> PROVIDED MATERIAL:

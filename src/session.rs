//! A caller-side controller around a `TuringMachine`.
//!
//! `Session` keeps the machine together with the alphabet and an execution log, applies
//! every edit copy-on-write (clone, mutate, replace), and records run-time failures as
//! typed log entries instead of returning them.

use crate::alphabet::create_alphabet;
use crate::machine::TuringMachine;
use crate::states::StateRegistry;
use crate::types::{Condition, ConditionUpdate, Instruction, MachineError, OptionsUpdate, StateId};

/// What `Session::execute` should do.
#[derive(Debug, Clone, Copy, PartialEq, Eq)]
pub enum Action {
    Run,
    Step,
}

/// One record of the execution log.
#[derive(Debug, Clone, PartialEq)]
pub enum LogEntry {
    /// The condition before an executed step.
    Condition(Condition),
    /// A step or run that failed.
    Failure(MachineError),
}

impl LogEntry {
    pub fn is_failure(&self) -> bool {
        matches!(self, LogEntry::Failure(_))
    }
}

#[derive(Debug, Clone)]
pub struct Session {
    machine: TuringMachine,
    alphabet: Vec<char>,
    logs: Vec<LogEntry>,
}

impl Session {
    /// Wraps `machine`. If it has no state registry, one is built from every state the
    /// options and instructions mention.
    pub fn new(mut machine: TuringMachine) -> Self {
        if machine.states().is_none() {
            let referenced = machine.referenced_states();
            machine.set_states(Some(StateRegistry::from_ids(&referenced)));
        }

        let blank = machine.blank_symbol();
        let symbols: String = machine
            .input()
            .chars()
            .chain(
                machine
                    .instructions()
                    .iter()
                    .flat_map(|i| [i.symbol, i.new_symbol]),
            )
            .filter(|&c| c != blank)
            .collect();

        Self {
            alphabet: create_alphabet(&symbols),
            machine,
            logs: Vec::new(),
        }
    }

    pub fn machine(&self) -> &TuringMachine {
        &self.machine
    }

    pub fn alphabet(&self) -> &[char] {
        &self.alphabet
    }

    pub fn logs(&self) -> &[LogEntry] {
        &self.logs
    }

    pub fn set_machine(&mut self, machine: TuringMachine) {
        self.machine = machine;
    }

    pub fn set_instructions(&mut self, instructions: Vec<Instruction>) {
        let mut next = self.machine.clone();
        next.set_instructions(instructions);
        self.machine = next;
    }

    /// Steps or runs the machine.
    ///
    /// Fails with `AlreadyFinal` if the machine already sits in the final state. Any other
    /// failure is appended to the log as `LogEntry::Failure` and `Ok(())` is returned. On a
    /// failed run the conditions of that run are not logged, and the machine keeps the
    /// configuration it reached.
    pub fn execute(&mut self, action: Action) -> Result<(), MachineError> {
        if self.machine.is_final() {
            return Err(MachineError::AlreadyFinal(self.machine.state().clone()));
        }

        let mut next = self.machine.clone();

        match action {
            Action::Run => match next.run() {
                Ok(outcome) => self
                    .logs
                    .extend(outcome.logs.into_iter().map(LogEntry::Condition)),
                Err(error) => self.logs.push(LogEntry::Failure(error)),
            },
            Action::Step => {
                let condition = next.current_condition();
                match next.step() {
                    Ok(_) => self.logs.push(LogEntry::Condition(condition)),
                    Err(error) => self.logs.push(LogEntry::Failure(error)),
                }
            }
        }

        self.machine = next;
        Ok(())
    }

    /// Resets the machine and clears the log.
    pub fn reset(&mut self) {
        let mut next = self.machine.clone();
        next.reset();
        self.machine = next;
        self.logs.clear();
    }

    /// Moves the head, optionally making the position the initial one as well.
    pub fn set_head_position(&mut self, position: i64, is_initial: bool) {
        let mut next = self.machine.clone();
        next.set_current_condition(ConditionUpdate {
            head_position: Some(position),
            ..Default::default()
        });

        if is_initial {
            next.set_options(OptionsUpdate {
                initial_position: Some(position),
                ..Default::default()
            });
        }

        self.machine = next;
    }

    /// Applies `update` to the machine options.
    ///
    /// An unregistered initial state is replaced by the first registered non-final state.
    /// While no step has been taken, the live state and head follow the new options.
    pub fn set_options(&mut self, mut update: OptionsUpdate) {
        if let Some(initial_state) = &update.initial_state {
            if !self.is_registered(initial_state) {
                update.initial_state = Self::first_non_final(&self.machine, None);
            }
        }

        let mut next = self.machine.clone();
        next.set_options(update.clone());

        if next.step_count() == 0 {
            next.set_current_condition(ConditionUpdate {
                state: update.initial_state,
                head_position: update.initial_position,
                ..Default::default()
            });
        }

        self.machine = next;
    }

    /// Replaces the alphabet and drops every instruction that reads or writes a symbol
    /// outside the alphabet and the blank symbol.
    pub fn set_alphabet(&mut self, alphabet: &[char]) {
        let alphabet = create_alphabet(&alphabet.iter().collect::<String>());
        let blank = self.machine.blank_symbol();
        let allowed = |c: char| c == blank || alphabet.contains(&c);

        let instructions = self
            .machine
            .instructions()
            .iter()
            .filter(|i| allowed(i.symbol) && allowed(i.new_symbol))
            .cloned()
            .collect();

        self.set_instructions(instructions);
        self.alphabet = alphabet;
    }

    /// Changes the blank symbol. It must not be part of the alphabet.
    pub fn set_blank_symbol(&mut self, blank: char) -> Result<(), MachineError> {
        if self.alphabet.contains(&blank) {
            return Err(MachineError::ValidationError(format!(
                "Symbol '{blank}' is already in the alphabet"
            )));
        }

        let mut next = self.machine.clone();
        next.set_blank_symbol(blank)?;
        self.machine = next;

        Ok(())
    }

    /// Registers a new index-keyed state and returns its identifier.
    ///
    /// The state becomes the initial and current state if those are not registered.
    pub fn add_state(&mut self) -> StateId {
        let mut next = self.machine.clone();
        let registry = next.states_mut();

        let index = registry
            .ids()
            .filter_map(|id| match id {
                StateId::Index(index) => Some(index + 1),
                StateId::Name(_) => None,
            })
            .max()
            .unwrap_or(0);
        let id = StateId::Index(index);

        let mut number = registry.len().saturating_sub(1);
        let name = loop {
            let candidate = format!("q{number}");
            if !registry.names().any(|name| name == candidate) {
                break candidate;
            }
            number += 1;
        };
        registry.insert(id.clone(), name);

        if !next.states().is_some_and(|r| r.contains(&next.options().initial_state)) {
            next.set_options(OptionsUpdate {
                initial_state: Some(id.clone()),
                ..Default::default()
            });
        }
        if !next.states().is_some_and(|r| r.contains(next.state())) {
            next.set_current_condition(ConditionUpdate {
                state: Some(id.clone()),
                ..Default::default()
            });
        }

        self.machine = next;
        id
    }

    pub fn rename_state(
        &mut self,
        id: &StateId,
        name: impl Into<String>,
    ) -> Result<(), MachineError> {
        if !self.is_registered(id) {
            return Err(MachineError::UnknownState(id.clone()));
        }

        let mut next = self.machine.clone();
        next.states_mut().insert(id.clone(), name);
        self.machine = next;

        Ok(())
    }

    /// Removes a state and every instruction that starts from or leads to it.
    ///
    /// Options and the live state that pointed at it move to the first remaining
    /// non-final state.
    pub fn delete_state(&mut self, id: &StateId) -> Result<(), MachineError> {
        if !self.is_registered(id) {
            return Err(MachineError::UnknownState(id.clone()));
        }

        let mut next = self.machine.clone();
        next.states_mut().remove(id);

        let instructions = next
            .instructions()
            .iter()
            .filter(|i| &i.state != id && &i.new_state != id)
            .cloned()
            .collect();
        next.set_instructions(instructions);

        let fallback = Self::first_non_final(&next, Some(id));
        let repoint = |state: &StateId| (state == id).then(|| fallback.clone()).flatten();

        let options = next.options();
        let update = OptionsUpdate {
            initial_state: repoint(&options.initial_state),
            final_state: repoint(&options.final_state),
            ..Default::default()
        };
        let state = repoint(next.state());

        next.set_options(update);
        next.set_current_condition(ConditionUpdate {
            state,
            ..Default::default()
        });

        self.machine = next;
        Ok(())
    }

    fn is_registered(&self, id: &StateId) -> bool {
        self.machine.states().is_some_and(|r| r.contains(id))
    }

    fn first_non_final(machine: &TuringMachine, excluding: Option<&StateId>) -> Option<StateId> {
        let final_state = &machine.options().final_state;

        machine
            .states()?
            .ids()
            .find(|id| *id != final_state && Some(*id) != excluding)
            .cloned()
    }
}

--

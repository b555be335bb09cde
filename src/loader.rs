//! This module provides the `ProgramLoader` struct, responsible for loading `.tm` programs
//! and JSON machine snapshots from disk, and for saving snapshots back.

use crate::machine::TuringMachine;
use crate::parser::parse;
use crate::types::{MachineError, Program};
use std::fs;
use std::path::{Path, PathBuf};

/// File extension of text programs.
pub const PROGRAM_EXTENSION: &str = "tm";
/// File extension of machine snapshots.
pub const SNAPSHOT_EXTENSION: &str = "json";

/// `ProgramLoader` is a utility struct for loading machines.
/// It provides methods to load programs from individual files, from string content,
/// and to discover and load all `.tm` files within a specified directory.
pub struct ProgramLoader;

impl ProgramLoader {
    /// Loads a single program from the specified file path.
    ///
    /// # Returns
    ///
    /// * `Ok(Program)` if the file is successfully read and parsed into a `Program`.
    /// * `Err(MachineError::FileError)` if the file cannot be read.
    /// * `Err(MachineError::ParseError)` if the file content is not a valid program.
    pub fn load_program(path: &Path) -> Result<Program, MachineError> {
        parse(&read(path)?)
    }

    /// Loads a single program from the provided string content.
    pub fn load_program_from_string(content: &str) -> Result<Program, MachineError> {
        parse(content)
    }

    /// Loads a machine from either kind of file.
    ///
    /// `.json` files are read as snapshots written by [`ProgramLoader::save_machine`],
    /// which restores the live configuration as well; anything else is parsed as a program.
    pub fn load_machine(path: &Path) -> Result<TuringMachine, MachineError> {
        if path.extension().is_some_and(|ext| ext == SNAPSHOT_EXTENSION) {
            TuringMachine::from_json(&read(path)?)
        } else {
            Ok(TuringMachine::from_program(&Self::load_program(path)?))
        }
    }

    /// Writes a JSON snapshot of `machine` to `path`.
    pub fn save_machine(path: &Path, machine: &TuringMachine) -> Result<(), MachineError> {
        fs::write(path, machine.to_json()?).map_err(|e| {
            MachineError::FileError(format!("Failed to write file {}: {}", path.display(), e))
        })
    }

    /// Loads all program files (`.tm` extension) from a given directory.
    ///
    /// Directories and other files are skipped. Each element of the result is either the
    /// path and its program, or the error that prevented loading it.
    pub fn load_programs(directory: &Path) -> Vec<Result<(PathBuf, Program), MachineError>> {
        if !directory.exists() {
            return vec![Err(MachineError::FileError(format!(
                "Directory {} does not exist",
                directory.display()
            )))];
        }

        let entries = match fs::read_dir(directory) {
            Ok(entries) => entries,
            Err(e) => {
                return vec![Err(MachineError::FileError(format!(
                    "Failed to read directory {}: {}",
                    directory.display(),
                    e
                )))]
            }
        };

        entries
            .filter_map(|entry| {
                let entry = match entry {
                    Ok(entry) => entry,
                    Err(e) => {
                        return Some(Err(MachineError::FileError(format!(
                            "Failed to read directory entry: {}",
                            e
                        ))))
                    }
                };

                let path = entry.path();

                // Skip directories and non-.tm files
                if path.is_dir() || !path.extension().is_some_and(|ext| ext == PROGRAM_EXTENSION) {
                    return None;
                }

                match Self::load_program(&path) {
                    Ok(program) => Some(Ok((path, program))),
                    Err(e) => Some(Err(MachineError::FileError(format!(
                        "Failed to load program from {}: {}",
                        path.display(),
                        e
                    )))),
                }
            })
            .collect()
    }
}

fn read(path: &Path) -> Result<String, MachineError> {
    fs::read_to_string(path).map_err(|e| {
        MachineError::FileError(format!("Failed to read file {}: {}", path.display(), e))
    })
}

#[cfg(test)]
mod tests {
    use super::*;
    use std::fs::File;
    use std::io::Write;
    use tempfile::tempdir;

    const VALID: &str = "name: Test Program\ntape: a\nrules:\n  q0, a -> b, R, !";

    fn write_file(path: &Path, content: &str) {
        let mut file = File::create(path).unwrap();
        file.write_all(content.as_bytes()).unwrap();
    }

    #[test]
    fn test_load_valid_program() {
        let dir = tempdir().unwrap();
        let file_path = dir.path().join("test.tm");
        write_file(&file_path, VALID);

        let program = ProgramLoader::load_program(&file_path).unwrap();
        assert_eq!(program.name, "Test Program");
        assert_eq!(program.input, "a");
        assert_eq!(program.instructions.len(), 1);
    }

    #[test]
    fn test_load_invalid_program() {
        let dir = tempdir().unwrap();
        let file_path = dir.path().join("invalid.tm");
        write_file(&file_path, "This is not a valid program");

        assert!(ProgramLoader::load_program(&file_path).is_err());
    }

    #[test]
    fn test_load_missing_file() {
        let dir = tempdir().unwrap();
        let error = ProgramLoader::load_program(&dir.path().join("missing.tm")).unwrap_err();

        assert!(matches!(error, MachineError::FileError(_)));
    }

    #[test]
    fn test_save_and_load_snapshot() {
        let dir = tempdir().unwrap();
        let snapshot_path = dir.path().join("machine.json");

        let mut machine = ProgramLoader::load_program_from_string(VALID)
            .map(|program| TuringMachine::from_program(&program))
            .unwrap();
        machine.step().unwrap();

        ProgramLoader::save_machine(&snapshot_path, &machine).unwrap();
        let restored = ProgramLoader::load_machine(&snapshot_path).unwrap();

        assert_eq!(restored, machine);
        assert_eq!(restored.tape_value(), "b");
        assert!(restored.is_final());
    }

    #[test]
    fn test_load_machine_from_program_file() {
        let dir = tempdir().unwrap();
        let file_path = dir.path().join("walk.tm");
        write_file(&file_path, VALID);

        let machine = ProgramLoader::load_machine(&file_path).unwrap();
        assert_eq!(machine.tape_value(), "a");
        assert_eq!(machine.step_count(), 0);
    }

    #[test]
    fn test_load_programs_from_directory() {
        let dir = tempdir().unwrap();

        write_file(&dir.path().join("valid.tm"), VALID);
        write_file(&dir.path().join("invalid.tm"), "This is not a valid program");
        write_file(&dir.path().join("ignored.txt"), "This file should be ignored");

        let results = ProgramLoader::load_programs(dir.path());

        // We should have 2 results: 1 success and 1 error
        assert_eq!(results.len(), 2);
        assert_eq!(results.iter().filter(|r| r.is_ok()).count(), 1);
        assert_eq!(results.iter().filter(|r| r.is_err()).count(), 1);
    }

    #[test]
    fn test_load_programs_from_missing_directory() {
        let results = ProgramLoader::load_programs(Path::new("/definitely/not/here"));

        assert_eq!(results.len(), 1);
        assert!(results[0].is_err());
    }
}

> TASK OBJECTIVE: Which lines in the records above contain the word "repoint"? Copy each one.

> WRITTEN SOLUTION:
        let repoint = |state: &StateId| (state == id).then(|| fallback.clone()).flatten();
            initial_state: repoint(&options.initial_state),
            final_state: repoint(&options.final_state),
        let state = repoint(next.state());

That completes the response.